Profondo imbarazzo. Come se arrivassi in una classe in cui ci sono solo le ragazze più belle della scuola. Vorresti conoscerle tutte, ma in 4 ore neanche Zuckerberg. Hai una sola possibilità, svegliare il chirurgo nascosto dentro di te, zittire il casanova e tagliare. L’anno scorso a Merano l’azienda Duemani era entrata nelle nostre grazie alcoliche. Perché allora non partire da loro e fare il filotto di tutti i Cabernet Franc presenti in degustazione?

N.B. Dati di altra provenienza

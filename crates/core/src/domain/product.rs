use rust_decimal::Decimal;
use serde::{Deserialize, Serialize};

use crate::domain::service::ServiceKind;

#[derive(Clone, Debug, PartialEq, Eq, Hash, Serialize, Deserialize)]
pub struct ProductId(pub String);

/// Pricing-catalog entry for one service line.
#[derive(Clone, Debug, PartialEq, Eq, Serialize, Deserialize)]
pub struct Product {
    pub id: ProductId,
    pub service: ServiceKind,
    pub sku: String,
    pub name: String,
    pub unit: String,
    pub unit_price: Decimal,
    pub active: bool,
}
pub mod bundle;
pub mod discount;
pub mod totals;

use rust_decimal::Decimal;
use serde::{Deserialize, Serialize};

use crate::domain::proposal::{PricingSnapshot, Proposal, ProposalId};
use crate::errors::DomainError;

use self::{
    bundle::BundleRuleTable,
    discount::{evaluate_discount, DiscountAuthority, DiscountEvaluation, DiscountEvaluationInput},
    totals::{compute_totals, round_money, FinancingTerms},
};

#[derive(Clone, Debug, PartialEq, Eq, Serialize, Deserialize)]
pub struct PricingTraceStep {
    pub stage: String,
    pub detail: String,
    pub amount: Decimal,
}

#[derive(Clone, Debug, PartialEq, Eq, Serialize, Deserialize)]
pub struct PricingTrace {
    pub proposal_id: ProposalId,
    pub currency: String,
    pub steps: Vec<PricingTraceStep>,
}

#[derive(Clone, Debug)]
pub struct PricingInput<'a> {
    pub proposal: &'a Proposal,
    pub authority: &'a DiscountAuthority,
    pub financing: Option<&'a FinancingTerms>,
    pub approved_discount: Option<Decimal>,
    pub currency: &'a str,
}

#[derive(Clone, Debug, PartialEq, Eq, Serialize, Deserialize)]
pub struct PricingOutcome {
    pub snapshot: PricingSnapshot,
    pub discount: DiscountEvaluation,
    pub bundle_rule: Option<String>,
    pub trace: PricingTrace,
}

pub trait ProposalPricingEngine: Send + Sync {
    fn price(&self, input: PricingInput<'_>) -> Result<PricingOutcome, DomainError>;
}

/// Subtotal, bundle lookup, discount evaluation and financing totals in one
/// pass.
#[derive(Clone, Debug, Default)]
pub struct DeterministicProposalPricer {
    bundle_rules: BundleRuleTable,
}

impl DeterministicProposalPricer {
    pub fn new(bundle_rules: BundleRuleTable) -> Self {
        Self { bundle_rules }
    }

    pub fn bundle_rules(&self) -> &BundleRuleTable {
        &self.bundle_rules
    }
}

impl ProposalPricingEngine for DeterministicProposalPricer {
    fn price(&self, input: PricingInput<'_>) -> Result<PricingOutcome, DomainError> {
        let proposal = input.proposal;
        let subtotal = round_money(proposal.subtotal());
        proposal.discount.validate(subtotal)?;

        let bundle = self.bundle_rules.best_match(&proposal.service_set(), subtotal);
        let bundle_entitlement = bundle.as_ref().map(|found| found.amount).unwrap_or(Decimal::ZERO);

        let discount = evaluate_discount(&DiscountEvaluationInput {
            selection: proposal.discount.clone(),
            bundle_entitlement,
            authority: input.authority.clone(),
            subtotal,
            approved_discount: input.approved_discount,
        });
        let totals = compute_totals(subtotal, discount.applied_discount, input.financing);

        let mut steps = vec![
            PricingTraceStep {
                stage: "subtotal".to_string(),
                detail: "sum(unit_price * quantity)".to_string(),
                amount: subtotal,
            },
            PricingTraceStep {
                stage: "bundle".to_string(),
                detail: bundle
                    .as_ref()
                    .map(|found| format!("rule `{}`", found.rule_name))
                    .unwrap_or_else(|| "no matching bundle".to_string()),
                amount: bundle_entitlement,
            },
            PricingTraceStep {
                stage: "discount".to_string(),
                detail: if discount.requires_approval {
                    format!("override above cap {}; pending approval", discount.cap)
                } else if proposal.discount.is_manual() {
                    "manual override".to_string()
                } else {
                    "automatic bundle discount".to_string()
                },
                amount: discount.applied_discount,
            },
            PricingTraceStep {
                stage: "total".to_string(),
                detail: "subtotal - discount".to_string(),
                amount: totals.total,
            },
        ];
        if let Some(monthly_payment) = totals.monthly_payment {
            steps.push(PricingTraceStep {
                stage: "monthly_payment".to_string(),
                detail: "total * payment_factor".to_string(),
                amount: monthly_payment,
            });
        }

        Ok(PricingOutcome {
            snapshot: PricingSnapshot {
                subtotal,
                bundle_discount: bundle_entitlement,
                discount: discount.applied_discount,
                total: totals.total,
                monthly_payment: totals.monthly_payment,
                term_months: totals.term_months,
                payment_factor: input.financing.map(|terms| terms.payment_factor),
                financed_total: totals.financed_total,
                merchant_fee: totals.merchant_fee,
                requires_approval: discount.requires_approval,
                pending_discount: discount.pending_discount(),
            },
            bundle_rule: bundle.map(|found| found.rule_name),
            discount,
            trace: PricingTrace {
                proposal_id: proposal.id.clone(),
                currency: input.currency.to_string(),
                steps,
            },
        })
    }
}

Il Foglio 38 2011 di Fornacelle
Detto, versato. Il primo dei 5 è stato il
100% Cabernet Franc 2011 di
Vignamaggio; nel nucleo storico di questo centro a Greve in Chianti nacque una delle donne più ammirate della storia, la Monna Lisa. Il vino è di un bel rosso rubino lucente. Pur lasciandosi ammirare non si presenta giocondo, semmai maturo ed elegante. Il secondo è il
Foglio 38 2011 di
Fornacelle. Siamo a Castagneto Carducci. Se prima c’era rigore, ora prevale la ricchezza, quasi opulenza. Polpa, polpa, polpa. Al naso sembra già di mangiarlo, sotto forma di peperone dolce e pomodoro confit. Chiude sanguigno.
Il
Filare 18 2012 di
Casedei è un vino avvolgente, con la tendenza a essere constrictor. Ancora un ragazzo. Il
Poggio de’ Colli 2012 di
Piaggia ci ha colpito per i rimandi di china e per un happy ending sapido che non abbiamo riscontrato nei suoi cugini. Il quinto elemento è il
Paleo Rosso 2011 di
Le Macchiole, vinificato in acciaio e cemento, si esprime prima con il cassis che cede il testimone agli aghi di pino che lanciano la volata a una bocca speziata.
Il
Cabernet Franc 2011 Duemani lo raccontiamo per ultimo perché, sebbene abbia ispirato questo piano sequenza, è quello che è risultato meno intrigante, ancora un po’ polveroso. Le premesse ci sono tutte, ma lo svolgimento che passa per i frutti di bosco, la marasca sotto spirito e il cioccolato fondente non è ancora compiuto. Pazienza.

La magnum di Barolo Bussia Riserva 2004 di Parusso
Lasciando la Toscana per il Piemonte non possiamo non parlare di due mostri sacri. 30 mesi di botte grande più 7 anni di bottiglia e 800 esemplari unici in sola veste magnum. Sono questi i numeri del
Barolo Bussia Riserva 2004 di
Parusso. Il naso è ricco di confettura, quasi una jelly alla frutta, surclassata poi da anice e ginepro. In bocca i tannini sono una ragnatela in cui cadere è un privilegio. Sempre della vocata zona di Bussia è il
Granbussia Riserva 2006 di
Aldo Conterno. Qui il naso è una carezza al mentolo, un velo di seta all’essenza viola. Il palato è lungo e superbo.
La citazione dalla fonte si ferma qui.